In the Castes of Mind: Colonialism and the Making of Modern India, Nicholas Dirks documents the centuries of scholarship on caste, colonial intervention in the institution of caste, and its broad impact on Indian modernity.
In the book, Dirks first shows us the colonial understanding of caste as an Indian form of “civil society” through the writings from the early attempts of Abbé Dubois to the late 19th Century scholarship of Louis Dumont.
Dirks, then, provides a brief analysis of the colonial obsession with the caste system through its attempts at categorisation in the form of ethnographic censuses. Finally, Dirks analyses the politicisation of caste through the reservation policies and the subsequent OBC politics.
The book is divided into four parts: “The Invention of Caste,” “Colonisation of the Archive,” “The Ethnographic State,” and “Recasting India: Caste, Community, and Politics.”
The book can be categorised into two broad trajectories: the early ethnographic formulation of caste before 1857 and the post-1857 colonial understanding of India in terms of caste through categorisation.
Dirks accounts for the colonial construction of knowledge and the institutionalisation of India on caste terms. He writes that colonialism was ‘made possible’ and ‘sustained and strengthened by both the ‘brutal modes of conquest’ and through ‘cultural technologies of the rule’.
By technologies of the rule, Dirks refers to the colonial forms of knowledge as espoused by Bernard Cohn in his “investigative modalities.” Dirks opines that colonialism itself was a cultural project of control. He writes, ‘Colonial knowledge both enabled conquest and was produced by it’ (p. 9).
The colonial effort to understand India before 1857 could be seen in the writings of Alexander Dow, Robert Orme, Charles Grant, Mark Wilks, and James Mill.
One of the earliest British efforts at recording Indian history emerged as a treatise by Alexander Dow, an officer in the East India Company’s army, in the form of History of Hindostan in 1768. Nicholas Dirks observes that ‘Dow [however] relied on the tutelage of a Brahmin pandit in Banaras and adopted a textualist and Brahmanic view of Indian society’ (p. 22).

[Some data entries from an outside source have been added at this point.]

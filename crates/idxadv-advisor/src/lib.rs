//! # idxadv-advisor: Virtual-Index Advisor
//!
//! Recommends secondary indexes for a SELECT workload by using the query
//! optimizer as the cost oracle. For every statement it fabricates virtual
//! indexes -- present in a shadow catalog view, backed by no storage --
//! re-plans the statement against them, and credits the cost reduction to
//! whichever virtual indexes the optimizer chose. Benefits accumulate
//! across the workload; the ranked result is the recommendation.
//!
//! ## Module Overview
//!
//! - **`extract`**: walks a physical plan into a `QueryExprInfo`.
//! - **`candidate`**: classifies columns into per-table role sets and
//!   enumerates candidate index column-lists.
//! - **`shadow`**: layers virtual indexes over a deep-copied `InfoSchema`.
//! - **`session`**: the per-connection accumulator, registry and pool.
//! - **`hook`**: the planning driver installed as the engine's plan hook.
//! - **`report`**: the per-query output streams and the ranked result file.
//! - **`workload`**: background ingestion of `<n>.sql` files over a bounded
//!   queue.
//! - **`error`**: the advisor error taxonomy.

pub mod candidate;
pub mod error;
pub mod extract;
pub mod hook;
pub mod report;
pub mod session;
pub mod shadow;
pub mod workload;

Dirks observes that the early colonial efforts of writing the history of India looked at caste, not the state that held the society together with villages and communities as its major constituents. Its impact, Dirks notes, could be seen in the writings of Louis Dumont as late as the 1960s.
In his 1966 book, Dumont held that the region’s domain encompasses India’s ‘political and economic domains of social life’. Brahmana, to Dumont, was a religious principle and Hindus’ highest form of purity.
However, Dirks countered Dumont’s views on caste as highly problematic as the kings were not inferior to Brahmanas. And that political struggles shaped Indian society.
Identities, Dirks writes, were not restricted to caste itself. He shows us that regional, village and residential communities, kinship groups, chiefs, factional parties, etc., formed the basic character of pre-colonial Indian society.
The early colonial efforts at understanding India, as Dirks accounts, in the writings of the historiography of Abbe Dubois to ethnographic enthusiast Colin Mackenzie, in his efforts at mapping and surveying the southern states of India. There is little mention of “caste” in their accounts, unlike those produced by the missionaries. But, with the 1857 revolt, the British began their quest to understand India with enthusiasm.
However, the colonial efforts at understanding India drastically restructured society, in which the subjects became mere tools for governance. The colonial administrators recorded censuses, wrote reports and conducted surveys based on caste, race, ethnicity, religion and colour.
Such processes of categorization, Dirks notes, not only reified the community but also created an entirely new form of community.
In the Castes of Mind, Dirks writes, the British began to use caste [in Varna terms] as a tool to enumerate the population soon after securing their hold over India. The colonial ethnographic interest started in the 1870s, with caste as a primary object of social classification and understanding.
The census of 1871 generated all-India procedures, standards, and categories for its enumeration. One of the general trends in the colonial caste census was its intolerance for multiple, blurred, at times changing identities. The colonial census fixed a particular category for the people.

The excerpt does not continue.